# 3.6] What is quantum chaos? (nonlinear science)

## Description

This article is from the Nonlinear Science FAQ, by James D. Meiss jdm@boulder.colorado.edu with numerous contributions by
others.

# 3.6] What is quantum chaos? (nonlinear science)

(Thanks to Leon Poon for contributing to this answer)

According to the correspondence principle, there is a limit where classical

behavior as described by Hamilton's equations becomes similar, in some

suitable sense, to quantum behavior as described by the appropriate wave

equation. Formally, one can take this limit to be h -> 0, where h is Planck's

constant; alternatively, one can look at successively higher energy levels.

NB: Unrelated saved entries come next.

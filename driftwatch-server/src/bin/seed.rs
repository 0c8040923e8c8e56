//! Database seeding utility
//!
//! **Usage:**
//! ```bash
//! driftwatch-seed [seed|reset] [--database <file>] [--data-file <file>]
//! ```
//!
//! `seed` (the default) inserts the scripted incidents and posts,
//! scoring each post against its parent exactly like the live
//! pipeline. `reset` wipes all rows and restores the default demo
//! state.

use std::path::{Path, PathBuf};
use std::sync::Arc;

use anyhow::{bail, Context, Result};
use clap::{Parser, Subcommand};
use sqlx::SqlitePool;
use tracing::info;
use tracing_subscriber::{layer::SubscriberExt, util::SubscriberInitExt};

use driftwatch_common::config::Settings;
use driftwatch_common::db::init_database;

use driftwatch_server::db::{demo, incidents, posts};
use driftwatch_server::sim::data;
use driftwatch_server::sim::Scanner;
use driftwatch_server::sse::SubscriptionRegistry;

/// Command-line arguments for driftwatch-seed
#[derive(Parser, Debug)]
#[command(name = "driftwatch-seed")]
#[command(about = "Seed or reset the DriftWatch database")]
#[command(version)]
struct Args {
    #[command(subcommand)]
    command: Option<Command>,

    /// SQLite database file
    #[arg(short, long, env = "DRIFTWATCH_DB")]
    database: Option<PathBuf>,

    /// Scripted simulation data file
    #[arg(long, env = "DRIFTWATCH_DATA_FILE")]
    data_file: Option<PathBuf>,

    /// TOML configuration file
    #[arg(short, long, env = "DRIFTWATCH_CONFIG")]
    config: Option<PathBuf>,
}

#[derive(Subcommand, Debug)]
enum Command {
    /// Insert scripted incidents and posts (default)
    Seed,
    /// Delete all rows and restore the default demo state
    Reset,
}

#[tokio::main]
async fn main() -> Result<()> {
    tracing_subscriber::registry()
        .with(
            tracing_subscriber::EnvFilter::try_from_default_env()
                .unwrap_or_else(|_| "driftwatch_server=info,driftwatch_common=info".into()),
        )
        .with(tracing_subscriber::fmt::layer())
        .init();

    let args = Args::parse();

    let mut settings =
        Settings::load(args.config.as_deref()).context("Failed to load configuration")?;
    if let Some(database) = args.database {
        settings.database_path = database;
    }
    if let Some(data_file) = args.data_file {
        settings.data_file = data_file;
    }

    let pool = init_database(&settings.database_path)
        .await
        .context("Failed to initialize database")?;

    match args.command.unwrap_or(Command::Seed) {
        Command::Seed => seed(&pool, &settings.data_file).await?,
        Command::Reset => reset(&pool).await?,
    }

    Ok(())
}

async fn seed(pool: &SqlitePool, data_file: &Path) -> Result<()> {
    let script = data::load_or_empty(data_file);
    if script.incidents.is_empty() && script.posts.is_empty() {
        bail!("Nothing to seed from {}", data_file.display());
    }

    for scripted in &script.incidents {
        if incidents::exists(pool, &scripted.id).await? {
            continue;
        }
        incidents::create(
            pool,
            incidents::NewIncident {
                id: Some(scripted.id.clone()),
                title: scripted.title.clone(),
                severity: scripted.severity,
                location: scripted.location.clone(),
                status: Some(scripted.status.clone()),
            },
        )
        .await?;
    }

    // Nobody is subscribed while seeding, so broadcasts are no-ops.
    let registry = SubscriptionRegistry::new(8);
    let scanner = Scanner::new(Arc::new(script));

    let before = posts::count(pool).await?;
    while let Some(record) = scanner.next_post() {
        scanner
            .ingest(pool, &registry, &record)
            .await
            .with_context(|| format!("Failed to seed post {}", record.id))?;
    }
    let created = posts::count(pool).await? - before;

    info!(
        "Seeded {} new posts ({} already present)",
        created,
        scanner.position() as i64 - created
    );
    Ok(())
}

async fn reset(pool: &SqlitePool) -> Result<()> {
    demo::reset_all(pool).await.context("Failed to reset")?;
    info!("Database reset: all rows deleted, demo state restored");
    Ok(())
}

Such limits are referred to as "semiclassical". It has been found that the

semiclassical limit can be highly nontrivial when the classical problem is

chaotic. The study of how quantum systems, whose classical counterparts are

chaotic, behave in the semiclassical limit has been called quantum chaos. More

generally, these considerations also apply to elliptic partial differential

equations that are physically unrelated to quantum considerations. For

example, the same questions arise in relating classical waves to their

corresponding ray equations. Among recent results in quantum chaos is a

prediction relating the chaos in the classical problem to the statistics of

energy-level spacings in the semiclassical quantum regime.

Classical chaos can be used to analyze such ostensibly quantum systems as the

hydrogen atom, where classical predictions of microwave ionization thresholds

agree with experiments. See Koch, P. M. and K. A. H. van Leeuwen (1995).

"Importance of Resonances in Microwave Ionization of Excited Hydrogen Atoms."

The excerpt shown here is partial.